• _Task objective_:
Please copy every line with the string "LevelId" from the entries below.

Dataset entries
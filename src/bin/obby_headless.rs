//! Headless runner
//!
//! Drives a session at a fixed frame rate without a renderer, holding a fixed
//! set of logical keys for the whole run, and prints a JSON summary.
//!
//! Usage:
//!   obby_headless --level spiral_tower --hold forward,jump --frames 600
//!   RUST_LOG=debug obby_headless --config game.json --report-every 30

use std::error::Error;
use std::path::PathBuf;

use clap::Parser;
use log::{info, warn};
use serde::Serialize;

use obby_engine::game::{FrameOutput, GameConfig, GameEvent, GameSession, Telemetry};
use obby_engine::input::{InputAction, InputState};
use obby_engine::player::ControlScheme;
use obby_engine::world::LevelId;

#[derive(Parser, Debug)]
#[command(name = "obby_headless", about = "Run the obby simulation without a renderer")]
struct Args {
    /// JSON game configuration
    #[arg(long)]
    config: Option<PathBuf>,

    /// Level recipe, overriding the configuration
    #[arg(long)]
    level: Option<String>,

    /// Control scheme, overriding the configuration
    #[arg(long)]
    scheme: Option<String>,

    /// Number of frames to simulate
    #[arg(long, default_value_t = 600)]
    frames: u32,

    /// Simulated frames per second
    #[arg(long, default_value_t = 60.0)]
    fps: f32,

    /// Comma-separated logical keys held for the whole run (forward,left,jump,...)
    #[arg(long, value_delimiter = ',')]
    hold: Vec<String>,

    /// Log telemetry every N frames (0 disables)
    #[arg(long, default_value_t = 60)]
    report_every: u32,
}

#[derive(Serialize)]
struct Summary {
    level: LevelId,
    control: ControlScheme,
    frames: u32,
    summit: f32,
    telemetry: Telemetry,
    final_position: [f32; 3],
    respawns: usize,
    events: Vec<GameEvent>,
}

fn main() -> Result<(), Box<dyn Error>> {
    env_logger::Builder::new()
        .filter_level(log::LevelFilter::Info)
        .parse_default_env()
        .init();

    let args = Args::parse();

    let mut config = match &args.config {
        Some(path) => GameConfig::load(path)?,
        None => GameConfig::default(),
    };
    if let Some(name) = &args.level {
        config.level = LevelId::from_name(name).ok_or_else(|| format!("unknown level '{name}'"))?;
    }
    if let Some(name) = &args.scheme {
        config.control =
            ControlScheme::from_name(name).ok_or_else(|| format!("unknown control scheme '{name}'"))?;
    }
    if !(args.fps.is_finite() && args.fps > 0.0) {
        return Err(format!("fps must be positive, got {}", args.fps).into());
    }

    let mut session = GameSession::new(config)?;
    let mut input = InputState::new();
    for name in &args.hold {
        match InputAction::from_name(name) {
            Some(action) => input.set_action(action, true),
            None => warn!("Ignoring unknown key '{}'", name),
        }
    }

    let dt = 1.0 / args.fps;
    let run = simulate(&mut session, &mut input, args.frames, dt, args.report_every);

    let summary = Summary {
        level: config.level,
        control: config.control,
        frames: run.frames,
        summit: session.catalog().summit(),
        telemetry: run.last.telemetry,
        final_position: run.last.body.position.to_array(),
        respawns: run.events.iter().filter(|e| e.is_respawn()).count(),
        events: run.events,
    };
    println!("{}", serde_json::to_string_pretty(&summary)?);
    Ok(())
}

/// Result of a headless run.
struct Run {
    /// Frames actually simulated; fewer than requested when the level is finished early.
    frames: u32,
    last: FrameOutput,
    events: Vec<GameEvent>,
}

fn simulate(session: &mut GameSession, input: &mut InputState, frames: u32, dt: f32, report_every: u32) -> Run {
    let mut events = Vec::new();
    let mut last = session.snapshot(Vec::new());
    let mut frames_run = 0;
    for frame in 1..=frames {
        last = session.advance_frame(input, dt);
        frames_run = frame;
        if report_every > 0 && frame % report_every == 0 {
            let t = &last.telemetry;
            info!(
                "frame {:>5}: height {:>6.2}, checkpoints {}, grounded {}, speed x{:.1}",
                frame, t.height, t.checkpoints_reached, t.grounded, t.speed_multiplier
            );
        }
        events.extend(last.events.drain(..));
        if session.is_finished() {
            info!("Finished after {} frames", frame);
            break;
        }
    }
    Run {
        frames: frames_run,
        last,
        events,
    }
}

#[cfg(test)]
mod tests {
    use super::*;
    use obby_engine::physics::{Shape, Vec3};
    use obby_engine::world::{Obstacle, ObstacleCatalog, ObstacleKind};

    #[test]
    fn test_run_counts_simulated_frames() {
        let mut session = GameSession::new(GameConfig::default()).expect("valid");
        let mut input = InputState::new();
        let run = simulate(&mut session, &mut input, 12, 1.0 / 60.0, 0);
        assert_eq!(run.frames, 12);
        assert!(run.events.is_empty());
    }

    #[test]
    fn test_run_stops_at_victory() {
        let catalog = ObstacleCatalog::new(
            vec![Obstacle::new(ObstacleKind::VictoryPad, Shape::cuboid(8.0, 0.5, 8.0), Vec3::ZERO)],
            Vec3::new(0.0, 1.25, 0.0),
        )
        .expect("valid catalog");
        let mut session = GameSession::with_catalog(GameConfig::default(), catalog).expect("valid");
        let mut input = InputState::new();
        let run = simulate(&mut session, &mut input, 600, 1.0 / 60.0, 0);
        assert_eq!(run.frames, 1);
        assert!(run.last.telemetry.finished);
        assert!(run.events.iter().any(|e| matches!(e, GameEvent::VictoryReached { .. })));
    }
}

...

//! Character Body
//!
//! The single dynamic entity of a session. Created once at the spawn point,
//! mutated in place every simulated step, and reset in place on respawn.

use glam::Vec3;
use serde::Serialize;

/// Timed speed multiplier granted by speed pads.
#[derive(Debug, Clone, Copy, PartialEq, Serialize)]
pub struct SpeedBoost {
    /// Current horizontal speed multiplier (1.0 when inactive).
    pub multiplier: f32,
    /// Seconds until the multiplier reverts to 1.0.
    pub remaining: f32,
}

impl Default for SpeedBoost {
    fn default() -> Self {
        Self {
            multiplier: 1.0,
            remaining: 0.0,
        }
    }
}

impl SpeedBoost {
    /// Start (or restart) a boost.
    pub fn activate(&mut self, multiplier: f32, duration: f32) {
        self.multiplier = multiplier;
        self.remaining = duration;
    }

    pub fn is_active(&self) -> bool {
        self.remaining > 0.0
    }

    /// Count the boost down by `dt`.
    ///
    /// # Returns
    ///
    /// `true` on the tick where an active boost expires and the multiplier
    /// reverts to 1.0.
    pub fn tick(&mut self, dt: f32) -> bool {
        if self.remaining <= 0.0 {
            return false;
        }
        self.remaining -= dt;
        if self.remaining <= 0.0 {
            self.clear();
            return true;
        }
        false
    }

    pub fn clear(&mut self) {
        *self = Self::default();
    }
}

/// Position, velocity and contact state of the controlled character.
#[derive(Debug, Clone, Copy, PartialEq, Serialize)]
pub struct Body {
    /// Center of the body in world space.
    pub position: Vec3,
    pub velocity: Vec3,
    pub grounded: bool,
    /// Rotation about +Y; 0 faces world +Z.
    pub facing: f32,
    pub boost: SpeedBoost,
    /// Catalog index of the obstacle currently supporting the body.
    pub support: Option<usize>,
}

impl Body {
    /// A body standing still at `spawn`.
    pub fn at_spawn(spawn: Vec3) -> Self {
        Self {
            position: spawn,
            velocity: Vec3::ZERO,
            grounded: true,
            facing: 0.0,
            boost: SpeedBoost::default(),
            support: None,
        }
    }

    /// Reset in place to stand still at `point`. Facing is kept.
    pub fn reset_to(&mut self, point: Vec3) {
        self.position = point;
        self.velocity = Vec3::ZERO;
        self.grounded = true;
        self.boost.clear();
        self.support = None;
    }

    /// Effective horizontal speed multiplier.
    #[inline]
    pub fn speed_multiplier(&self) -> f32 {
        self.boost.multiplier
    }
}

==

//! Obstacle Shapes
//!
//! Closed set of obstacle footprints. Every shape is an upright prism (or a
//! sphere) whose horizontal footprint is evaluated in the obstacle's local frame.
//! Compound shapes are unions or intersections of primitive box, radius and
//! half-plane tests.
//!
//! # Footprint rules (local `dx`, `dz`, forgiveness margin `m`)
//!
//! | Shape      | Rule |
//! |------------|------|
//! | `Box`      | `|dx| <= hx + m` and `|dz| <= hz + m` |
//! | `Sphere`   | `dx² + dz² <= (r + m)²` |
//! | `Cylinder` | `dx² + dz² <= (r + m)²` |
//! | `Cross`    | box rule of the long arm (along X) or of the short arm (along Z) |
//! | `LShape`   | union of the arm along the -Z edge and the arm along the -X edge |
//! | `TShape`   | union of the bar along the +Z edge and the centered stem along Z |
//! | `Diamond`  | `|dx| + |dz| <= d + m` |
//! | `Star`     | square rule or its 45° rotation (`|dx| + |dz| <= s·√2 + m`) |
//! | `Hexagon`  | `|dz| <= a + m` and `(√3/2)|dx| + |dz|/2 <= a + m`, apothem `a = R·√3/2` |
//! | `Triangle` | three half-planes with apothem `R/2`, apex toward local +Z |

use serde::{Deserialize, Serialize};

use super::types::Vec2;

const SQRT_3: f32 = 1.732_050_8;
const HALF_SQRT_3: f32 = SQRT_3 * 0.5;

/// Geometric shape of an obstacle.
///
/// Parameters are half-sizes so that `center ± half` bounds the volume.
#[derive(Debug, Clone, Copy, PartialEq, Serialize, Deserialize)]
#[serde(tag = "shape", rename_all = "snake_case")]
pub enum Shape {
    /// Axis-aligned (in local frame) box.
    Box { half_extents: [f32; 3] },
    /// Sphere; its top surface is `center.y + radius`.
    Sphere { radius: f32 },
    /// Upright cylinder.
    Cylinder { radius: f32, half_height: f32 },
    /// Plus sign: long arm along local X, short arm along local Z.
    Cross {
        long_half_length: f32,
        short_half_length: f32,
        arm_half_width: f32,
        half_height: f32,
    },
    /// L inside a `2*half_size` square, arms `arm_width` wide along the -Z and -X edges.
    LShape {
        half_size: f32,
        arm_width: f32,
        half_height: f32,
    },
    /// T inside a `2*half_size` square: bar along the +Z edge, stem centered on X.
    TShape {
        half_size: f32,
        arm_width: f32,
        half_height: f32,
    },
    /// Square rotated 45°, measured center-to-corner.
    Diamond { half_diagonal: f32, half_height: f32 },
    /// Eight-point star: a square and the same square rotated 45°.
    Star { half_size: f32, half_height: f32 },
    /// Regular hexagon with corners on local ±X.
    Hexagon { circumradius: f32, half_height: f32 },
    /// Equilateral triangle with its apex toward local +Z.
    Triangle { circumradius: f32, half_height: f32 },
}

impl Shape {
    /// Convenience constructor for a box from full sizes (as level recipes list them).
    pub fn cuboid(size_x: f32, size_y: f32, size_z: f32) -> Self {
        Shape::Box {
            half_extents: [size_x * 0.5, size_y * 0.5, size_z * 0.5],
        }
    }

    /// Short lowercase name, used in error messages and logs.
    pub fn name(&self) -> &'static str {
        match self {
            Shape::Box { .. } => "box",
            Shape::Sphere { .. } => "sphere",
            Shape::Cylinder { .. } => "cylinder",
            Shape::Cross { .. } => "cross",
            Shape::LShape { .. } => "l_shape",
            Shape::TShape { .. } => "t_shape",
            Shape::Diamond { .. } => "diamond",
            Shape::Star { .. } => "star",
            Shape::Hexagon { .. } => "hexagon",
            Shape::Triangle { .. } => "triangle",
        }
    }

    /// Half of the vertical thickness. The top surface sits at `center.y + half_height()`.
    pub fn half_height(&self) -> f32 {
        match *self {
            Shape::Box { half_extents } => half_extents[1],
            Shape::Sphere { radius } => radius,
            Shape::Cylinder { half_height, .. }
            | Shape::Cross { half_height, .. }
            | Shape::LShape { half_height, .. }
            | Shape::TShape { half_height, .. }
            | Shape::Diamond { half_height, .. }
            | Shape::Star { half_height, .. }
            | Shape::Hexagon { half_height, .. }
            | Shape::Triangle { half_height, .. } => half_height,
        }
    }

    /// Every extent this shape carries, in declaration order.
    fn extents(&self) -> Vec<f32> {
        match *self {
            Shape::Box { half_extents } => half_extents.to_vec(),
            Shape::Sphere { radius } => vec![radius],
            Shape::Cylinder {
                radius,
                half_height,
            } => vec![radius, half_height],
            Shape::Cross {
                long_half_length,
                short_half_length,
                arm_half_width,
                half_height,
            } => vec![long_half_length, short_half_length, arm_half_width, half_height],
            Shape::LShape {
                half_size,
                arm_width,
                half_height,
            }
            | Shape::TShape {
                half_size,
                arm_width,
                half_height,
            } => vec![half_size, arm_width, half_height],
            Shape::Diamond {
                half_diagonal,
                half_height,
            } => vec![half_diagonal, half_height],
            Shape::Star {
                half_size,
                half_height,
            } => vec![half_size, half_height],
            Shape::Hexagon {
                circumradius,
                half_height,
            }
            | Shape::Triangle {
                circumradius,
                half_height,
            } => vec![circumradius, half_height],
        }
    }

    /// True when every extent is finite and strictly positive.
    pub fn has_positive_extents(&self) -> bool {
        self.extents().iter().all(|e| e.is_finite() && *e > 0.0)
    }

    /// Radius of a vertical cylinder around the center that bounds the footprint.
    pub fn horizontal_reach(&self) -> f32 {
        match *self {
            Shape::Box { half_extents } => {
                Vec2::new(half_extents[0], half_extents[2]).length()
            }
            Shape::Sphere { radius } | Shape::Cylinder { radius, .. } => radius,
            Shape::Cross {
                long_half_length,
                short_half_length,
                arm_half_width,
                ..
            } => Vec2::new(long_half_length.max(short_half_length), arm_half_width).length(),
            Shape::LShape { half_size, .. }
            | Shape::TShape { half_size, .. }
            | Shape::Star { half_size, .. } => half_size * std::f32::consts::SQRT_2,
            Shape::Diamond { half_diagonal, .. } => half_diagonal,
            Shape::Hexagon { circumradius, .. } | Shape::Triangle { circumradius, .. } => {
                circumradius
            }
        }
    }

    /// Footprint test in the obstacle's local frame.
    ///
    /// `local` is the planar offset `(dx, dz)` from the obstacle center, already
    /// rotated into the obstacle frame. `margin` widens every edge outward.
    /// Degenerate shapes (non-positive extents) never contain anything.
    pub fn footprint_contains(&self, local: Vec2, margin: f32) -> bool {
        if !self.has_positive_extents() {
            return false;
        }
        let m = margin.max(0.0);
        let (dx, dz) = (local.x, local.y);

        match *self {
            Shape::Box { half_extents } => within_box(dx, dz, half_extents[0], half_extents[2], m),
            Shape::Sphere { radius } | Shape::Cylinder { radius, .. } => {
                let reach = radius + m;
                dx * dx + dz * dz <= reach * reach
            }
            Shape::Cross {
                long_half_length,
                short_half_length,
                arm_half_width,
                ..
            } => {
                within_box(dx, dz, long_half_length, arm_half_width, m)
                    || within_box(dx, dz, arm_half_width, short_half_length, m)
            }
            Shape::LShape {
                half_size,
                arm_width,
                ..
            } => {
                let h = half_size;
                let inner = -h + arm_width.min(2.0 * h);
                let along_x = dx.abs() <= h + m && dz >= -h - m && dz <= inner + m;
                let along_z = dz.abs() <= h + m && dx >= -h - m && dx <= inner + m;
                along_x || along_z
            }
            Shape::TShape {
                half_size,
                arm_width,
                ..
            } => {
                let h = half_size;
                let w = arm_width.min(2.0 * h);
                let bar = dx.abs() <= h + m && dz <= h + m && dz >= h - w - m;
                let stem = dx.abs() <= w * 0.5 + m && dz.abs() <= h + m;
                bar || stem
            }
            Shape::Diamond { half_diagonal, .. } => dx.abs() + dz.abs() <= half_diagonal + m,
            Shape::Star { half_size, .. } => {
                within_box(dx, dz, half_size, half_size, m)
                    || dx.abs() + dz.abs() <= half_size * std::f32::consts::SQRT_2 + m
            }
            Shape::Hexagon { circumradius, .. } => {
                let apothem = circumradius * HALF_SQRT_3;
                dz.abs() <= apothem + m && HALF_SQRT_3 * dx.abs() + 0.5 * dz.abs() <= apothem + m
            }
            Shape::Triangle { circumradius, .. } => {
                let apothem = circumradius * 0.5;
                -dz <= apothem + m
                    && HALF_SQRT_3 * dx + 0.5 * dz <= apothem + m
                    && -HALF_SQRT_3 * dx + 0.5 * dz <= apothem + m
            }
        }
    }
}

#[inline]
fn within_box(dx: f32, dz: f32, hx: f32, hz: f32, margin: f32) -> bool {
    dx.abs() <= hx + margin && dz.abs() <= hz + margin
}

• _Task response_:
use obby_engine::world::LevelId;
    level: LevelId,
        config.level = LevelId::from_name(name).ok_or_else(|| format!("unknown level '{name}'"))?;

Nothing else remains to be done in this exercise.